The following is a guest post by Petra Schmitter, a Senior Researcher at the International Water Management Institute. Schmitter also leads the Research Group on Agricultural Water Management and is a speaker at the 2019 Water for Food Global Conference.
Africa’s groundwater reserves are about 100 times greater than its annual supply of renewable surface freshwater. Yet, this resource remains underused. In India, a tube-well is sunk, on average, every 6 seconds, while in sub-Saharan Africa, only 1% of the groundwater is used. Under the pioneering Agwater Solutions Project, researchers estimated that investments in motorized pumps could significantly boost agricultural production and reduce climate change risks for smallholder farms. They further concluded that these investments could benefit 185 million people, generating net revenues up to USD 22 billion per year.
During recent years, the pace of irrigation development has increased in the region as a response to the need for effective means of adapting agriculture to climate change. However, farmers’ lack of access to rural markets and services and energy supplies (electricity and fuel) pose major obstacles. Against this backdrop, solar irrigation solutions are becoming more affordable for smallholders. Prices for solar panels have dropped substantially – from USD 60 per watt in the 1970s to USD 0.52-0.72/watt in 2016 – and are expected to decline by another 59% by 2025 (IRENA, 2016a).
Nonetheless, other barriers to smallholder irrigation remain, which vary highly between and within countries. Key challenges include: (i) insecure land tenure; (ii) lack of infrastructure (e.g., roads, electricity, wells); (iii) limited access to small-scale irrigation technologies as well as credit for such purchases; (iv) lack of after-sale services (e.g., maintenance and spare parts); (v) lack of reliable markets (including value chains for both crops and technology), and (vii) changing demographics in agriculture (migration of male labor). Which solar solutions are needed thus depends on a variety of social, institutional, policy, biophysical and cultural factors.

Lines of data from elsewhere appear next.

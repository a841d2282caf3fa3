//! # Availability
//!
//! Decides whether an item can be booked, from rental facts and a date.
//!
//! ## How Availability Is Computed
//! ```text
//! ┌─────────────────────────────────────────────────────────────────────────┐
//! │                    Availability Check                                   │
//! │                                                                         │
//! │  Store supplies candidates:                                             │
//! │    rentals WHERE item_id = ? AND status IN (confirmed, active)          │
//! │                            AND end_date >= today                        │
//! │           │                                                             │
//! │           ▼                                                             │
//! │  THIS MODULE (pure):                                                    │
//! │    re-filter with Rental::blocks_on(today)                              │
//! │    none left  → available                                               │
//! │    otherwise  → unavailable, current = latest end_date                  │
//! │                 (ties: latest created_at, then greatest id)             │
//! └─────────────────────────────────────────────────────────────────────────┘
//! ```
//!
//! Availability is computed from time, not from `Item.status`: a rental whose
//! end date has passed stops blocking even if no one returned it. There is no
//! background expiry job.

use chrono::NaiveDate;
use serde::{Deserialize, Serialize};
use ts_rs::TS;

use crate::types::Rental;

/// Result of an availability check.
#[derive(Debug, Clone, PartialEq, Serialize, Deserialize, TS)]
#[serde(rename_all = "camelCase")]
#[ts(export)]
pub struct Availability {
    pub available: bool,
    /// The rental holding the item, when unavailable.
    pub current_rental: Option<Rental>,
}

impl Availability {
    /// An item nobody holds.
    pub fn free() -> Self {
        Availability {
            available: true,
            current_rental: None,
        }
    }

    /// Builds the availability of one item from its candidate rentals.
    ///
    /// Candidates that do not block on `today` are ignored, so callers may
    /// pass any superset of the blocking rentals.
    ///
    /// ## Example
    /// ```rust
    /// use chrono::NaiveDate;
    /// use rentwell_core::Availability;
    ///
    /// let today = NaiveDate::from_ymd_opt(2026, 3, 1).unwrap();
    /// let availability = Availability::from_candidates(Vec::new(), today);
    /// assert!(availability.available);
    /// ```
    pub fn from_candidates(candidates: Vec<Rental>, today: NaiveDate) -> Self {
        match select_current_rental(candidates, today) {
            Some(rental) => Availability {
                available: false,
                current_rental: Some(rental),
            },
            None => Availability::free(),
        }
    }
}

/// Picks the rental that currently holds an item, if any.
///
/// Exactly one rental is returned however many block: the one with the
/// latest end date, then the latest creation time, then the greatest id.
pub fn select_current_rental(candidates: Vec<Rental>, today: NaiveDate) -> Option<Rental> {
    candidates
        .into_iter()
        .filter(|r| r.blocks_on(today))
        .max_by(|a, b| {
            a.end_date
                .cmp(&b.end_date)
                .then_with(|| a.created_at.cmp(&b.created_at))
                .then_with(|| a.id.cmp(&b.id))
        })
}

// =============================================================================
// Unit Tests
// =============================================================================

#[cfg(test)]
mod tests {
    use super::*;
    use crate::money::Money;
    use crate::types::{PaymentStatus, RentalStatus};
    use chrono::{Duration, TimeZone, Utc};

    fn date(d: u32) -> NaiveDate {
        NaiveDate::from_ymd_opt(2026, 3, d).unwrap()
    }

    fn rental(id: &str, status: RentalStatus, end: u32, created_minute: u32) -> Rental {
        let created = Utc.with_ymd_and_hms(2026, 2, 1, 12, created_minute, 0).unwrap();
        Rental {
            id: id.to_string(),
            item_id: "item-a".to_string(),
            renter_id: "renter".to_string(),
            start_date: date(1),
            end_date: date(end),
            days: end as i64,
            price_per_day: Money::from_cents(2500),
            total_price: Money::from_cents(2500 * end as i64),
            status,
            payment_status: PaymentStatus::Paid,
            request_key: None,
            created_at: created,
            updated_at: created + Duration::minutes(1),
        }
    }

    #[test]
    fn test_no_candidates_is_available() {
        let availability = Availability::from_candidates(vec![], date(5));
        assert_eq!(availability, Availability::free());
    }

    #[test]
    fn test_latest_end_date_wins() {
        let candidates = vec![
            rental("r-1", RentalStatus::Confirmed, 10, 0),
            rental("r-2", RentalStatus::Active, 20, 0),
            rental("r-3", RentalStatus::Confirmed, 15, 0),
        ];

        let availability = Availability::from_candidates(candidates, date(5));
        assert!(!availability.available);
        assert_eq!(availability.current_rental.unwrap().id, "r-2");
    }

    #[test]
    fn test_ties_break_on_created_at_then_id() {
        let candidates = vec![
            rental("r-a", RentalStatus::Confirmed, 10, 5),
            rental("r-b", RentalStatus::Confirmed, 10, 9),
        ];
        let current = select_current_rental(candidates, date(5)).unwrap();
        assert_eq!(current.id, "r-b");

        let candidates = vec![
            rental("r-b", RentalStatus::Confirmed, 10, 5),
            rental("r-a", RentalStatus::Confirmed, 10, 5),
        ];
        let current = select_current_rental(candidates, date(5)).unwrap();
        assert_eq!(current.id, "r-b");
    }

    #[test]
    fn test_expired_rental_does_not_block() {
        let candidates = vec![rental("r-1", RentalStatus::Active, 4, 0)];
        let availability = Availability::from_candidates(candidates, date(5));
        assert!(availability.available);
        assert!(availability.current_rental.is_none());
    }

    #[test]
    fn test_end_date_today_still_blocks() {
        let candidates = vec![rental("r-1", RentalStatus::Confirmed, 5, 0)];
        assert!(!Availability::from_candidates(candidates, date(5)).available);
    }

    #[test]
    fn test_non_occupying_candidates_are_ignored() {
        let candidates = vec![
            rental("r-1", RentalStatus::Cancelled, 30, 0),
            rental("r-2", RentalStatus::Completed, 30, 0),
            rental("r-3", RentalStatus::Pending, 30, 0),
        ];
        assert!(Availability::from_candidates(candidates, date(5)).available);
    }

    #[test]
    fn test_wire_format() {
        let json = serde_json::to_value(Availability::free()).unwrap();
        assert_eq!(
            json,
            serde_json::json!({"available": true, "currentRental": null})
        );
    }
}
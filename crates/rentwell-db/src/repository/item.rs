//! # Item Repository
//!
//! Persistence for item listings.
//!
//! The plain methods (`get_by_id`, `insert`, `update_details`,
//! `update_status`, `list_by_owner`) are dumb persistence: they check neither
//! ownership nor occupancy. The guarded methods (`edit_unoccupied`,
//! `set_listing`) run the occupancy check and the write in one transaction;
//! ownership is still the caller's job.

use chrono::{NaiveDate, Utc};
use sqlx::types::Json;
use sqlx::SqlitePool;
use thiserror::Error;
use tracing::{debug, info};
use uuid::Uuid;

use super::{claim_item, fetch_occupying, ITEM_COLUMNS};
use crate::error::{DbError, DbResult};
use rentwell_core::availability::select_current_rental;
use rentwell_core::{Availability, Item, ItemChanges, ItemDraft, ItemStatus, Rental};

/// Why a guarded item write did not happen.
#[derive(Debug, Error)]
pub enum ItemGuardError {
    #[error("Item not found: {0}")]
    NotFound(String),

    /// A rental holds the item.
    #[error("Item {item_id} is held by rental {}", .current.id)]
    Occupied {
        item_id: String,
        current: Box<Rental>,
    },

    #[error(transparent)]
    Db(#[from] DbError),
}

impl From<sqlx::Error> for ItemGuardError {
    fn from(err: sqlx::Error) -> Self {
        ItemGuardError::Db(err.into())
    }
}

/// Repository for item database operations.
#[derive(Debug, Clone)]
pub struct ItemRepository {
    pool: SqlitePool,
}

impl ItemRepository {
    /// Creates a new ItemRepository.
    pub fn new(pool: SqlitePool) -> Self {
        ItemRepository { pool }
    }

    /// Gets an item by ID.
    pub async fn get_by_id(&self, id: &str) -> DbResult<Option<Item>> {
        let sql = format!("SELECT {ITEM_COLUMNS} FROM items WHERE id = ?1");

        let item = sqlx::query_as::<_, Item>(&sql)
            .bind(id)
            .fetch_optional(&self.pool)
            .await?;

        Ok(item)
    }

    /// Lists an owner's items, newest first.
    pub async fn list_by_owner(&self, owner_id: &str) -> DbResult<Vec<Item>> {
        let sql = format!(
            "SELECT {ITEM_COLUMNS} FROM items WHERE owner_id = ?1 \
             ORDER BY publish_date DESC, id DESC"
        );

        let items = sqlx::query_as::<_, Item>(&sql)
            .bind(owner_id)
            .fetch_all(&self.pool)
            .await?;

        Ok(items)
    }

    /// Inserts an item as given.
    pub async fn insert(&self, item: &Item) -> DbResult<()> {
        debug!(id = %item.id, owner_id = %item.owner_id, "Inserting item");

        sqlx::query(
            r#"
            INSERT INTO items (
                id, owner_id, title, description, category, condition, location,
                photos, price_daily, security_deposit, status, publish_date,
                updated_at, version
            ) VALUES (?1, ?2, ?3, ?4, ?5, ?6, ?7, ?8, ?9, ?10, ?11, ?12, ?13, ?14)
            "#,
        )
        .bind(&item.id)
        .bind(&item.owner_id)
        .bind(&item.title)
        .bind(&item.description)
        .bind(&item.category)
        .bind(&item.condition)
        .bind(&item.location)
        .bind(Json(&item.photos))
        .bind(item.price_daily)
        .bind(item.security_deposit)
        .bind(item.status)
        .bind(item.publish_date)
        .bind(item.updated_at)
        .bind(item.version)
        .execute(&self.pool)
        .await?;

        Ok(())
    }

    /// Creates a new `available` listing for `owner_id`.
    pub async fn create(&self, owner_id: &str, draft: ItemDraft) -> DbResult<Item> {
        let now = Utc::now();
        let item = Item {
            id: Uuid::new_v4().to_string(),
            owner_id: owner_id.to_string(),
            title: draft.title.trim().to_string(),
            description: draft.description,
            category: draft.category,
            condition: draft.condition,
            location: draft.location,
            photos: draft.photos,
            price_daily: draft.price_daily,
            security_deposit: draft.security_deposit,
            status: ItemStatus::Available,
            publish_date: now,
            updated_at: now,
            version: 0,
        };

        self.insert(&item).await?;
        info!(id = %item.id, owner_id = %owner_id, "Item listed");
        Ok(item)
    }

    /// Writes an item's descriptive fields and prices.
    ///
    /// `status`, `owner_id` and `publish_date` are left untouched.
    pub async fn update_details(&self, item: &Item) -> DbResult<()> {
        debug!(id = %item.id, "Updating item details");

        let result = sqlx::query(
            r#"
            UPDATE items SET
                title = ?2,
                description = ?3,
                category = ?4,
                condition = ?5,
                location = ?6,
                photos = ?7,
                price_daily = ?8,
                security_deposit = ?9,
                updated_at = ?10,
                version = version + 1
            WHERE id = ?1
            "#,
        )
        .bind(&item.id)
        .bind(&item.title)
        .bind(&item.description)
        .bind(&item.category)
        .bind(&item.condition)
        .bind(&item.location)
        .bind(Json(&item.photos))
        .bind(item.price_daily)
        .bind(item.security_deposit)
        .bind(Utc::now())
        .execute(&self.pool)
        .await?;

        if result.rows_affected() == 0 {
            return Err(DbError::not_found("Item", &item.id));
        }

        Ok(())
    }

    /// Overwrites an item's status.
    ///
    /// Bypasses the status invariant. The rental engine never calls this;
    /// rental writes settle the status inside their own transactions.
    pub async fn update_status(&self, id: &str, status: ItemStatus) -> DbResult<()> {
        debug!(id = %id, status = %status, "Updating item status");

        let result = sqlx::query(
            "UPDATE items SET status = ?2, updated_at = ?3, version = version + 1 WHERE id = ?1",
        )
        .bind(id)
        .bind(status)
        .bind(Utc::now())
        .execute(&self.pool)
        .await?;

        if result.rows_affected() == 0 {
            return Err(DbError::not_found("Item", id));
        }

        Ok(())
    }

    /// Applies `changes` unless a rental holds the item on `today`.
    pub async fn edit_unoccupied(
        &self,
        id: &str,
        today: NaiveDate,
        changes: ItemChanges,
    ) -> Result<Item, ItemGuardError> {
        let mut tx = self.pool.begin().await.map_err(DbError::transaction)?;

        if !claim_item(&mut tx, id).await? {
            return Err(ItemGuardError::NotFound(id.to_string()));
        }

        let blocking = fetch_occupying(&mut *tx, id, Some(today)).await?;
        if let Availability {
            current_rental: Some(current),
            ..
        } = Availability::from_candidates(blocking, today)
        {
            tx.rollback().await.map_err(DbError::transaction)?;
            debug!(id = %id, rental_id = %current.id, "Edit refused, item occupied");
            return Err(ItemGuardError::Occupied {
                item_id: id.to_string(),
                current: Box::new(current),
            });
        }

        let sql = format!("SELECT {ITEM_COLUMNS} FROM items WHERE id = ?1");
        let mut item = sqlx::query_as::<_, Item>(&sql)
            .bind(id)
            .fetch_one(&mut *tx)
            .await?;

        changes.apply_to(&mut item);
        item.updated_at = Utc::now();

        sqlx::query(
            r#"
            UPDATE items SET
                title = ?2, description = ?3, category = ?4, condition = ?5,
                location = ?6, photos = ?7, price_daily = ?8, security_deposit = ?9,
                updated_at = ?10
            WHERE id = ?1
            "#,
        )
        .bind(&item.id)
        .bind(&item.title)
        .bind(&item.description)
        .bind(&item.category)
        .bind(&item.condition)
        .bind(&item.location)
        .bind(Json(&item.photos))
        .bind(item.price_daily)
        .bind(item.security_deposit)
        .bind(item.updated_at)
        .execute(&mut *tx)
        .await?;

        tx.commit().await.map_err(DbError::transaction)?;

        info!(id = %id, version = item.version, "Item updated");
        Ok(item)
    }

    /// Lists (`available`) or delists (`unavailable`) an item.
    ///
    /// Refused while any occupying rental exists, expired or not: the item
    /// must stay `rented` until that rental is closed.
    pub async fn set_listing(&self, id: &str, listed: bool) -> Result<Item, ItemGuardError> {
        let mut tx = self.pool.begin().await.map_err(DbError::transaction)?;

        if !claim_item(&mut tx, id).await? {
            return Err(ItemGuardError::NotFound(id.to_string()));
        }

        let occupying = fetch_occupying(&mut *tx, id, None).await?;
        if let Some(current) = select_current_rental(occupying, NaiveDate::MIN) {
            tx.rollback().await.map_err(DbError::transaction)?;
            debug!(id = %id, rental_id = %current.id, "Listing change refused, item occupied");
            return Err(ItemGuardError::Occupied {
                item_id: id.to_string(),
                current: Box::new(current),
            });
        }

        let status = if listed {
            ItemStatus::Available
        } else {
            ItemStatus::Unavailable
        };

        sqlx::query("UPDATE items SET status = ?2, updated_at = ?3 WHERE id = ?1")
            .bind(id)
            .bind(status)
            .bind(Utc::now())
            .execute(&mut *tx)
            .await?;

        let sql = format!("SELECT {ITEM_COLUMNS} FROM items WHERE id = ?1");
        let item = sqlx::query_as::<_, Item>(&sql)
            .bind(id)
            .fetch_one(&mut *tx)
            .await?;

        tx.commit().await.map_err(DbError::transaction)?;

        info!(id = %id, status = %status, "Item listing changed");
        Ok(item)
    }
}

// =============================================================================
// Tests
// =============================================================================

Testing of various modalities for solar irrigation in Africa and Asia has yielded important lessons that can inform further promotion of this technology. The different modalities are variously aimed at safeguarding water resources, enhancing social inclusion and reducing the up-front cost of the technology. In Ethiopia, for example, solar pumps show potential to transform 18% of the country’s currently rainfed agricultural land and replace 11% of the hydrocarbon fuel pumps no in use. Moreover, there is ample scope for South-South learning and transfer. To ensure that solar pumping remains suitable over the long term, however, policies and projects should encourage monitoring of environmental impacts, as farmer-led solar irrigation expands in Africa. With continuing development of solar pumps as well as the Internet of Things, new opportunities are emerging to provide digital and other information support for smallholder farmers, as they strive to adapt production to climate change, while safeguarding natural resources.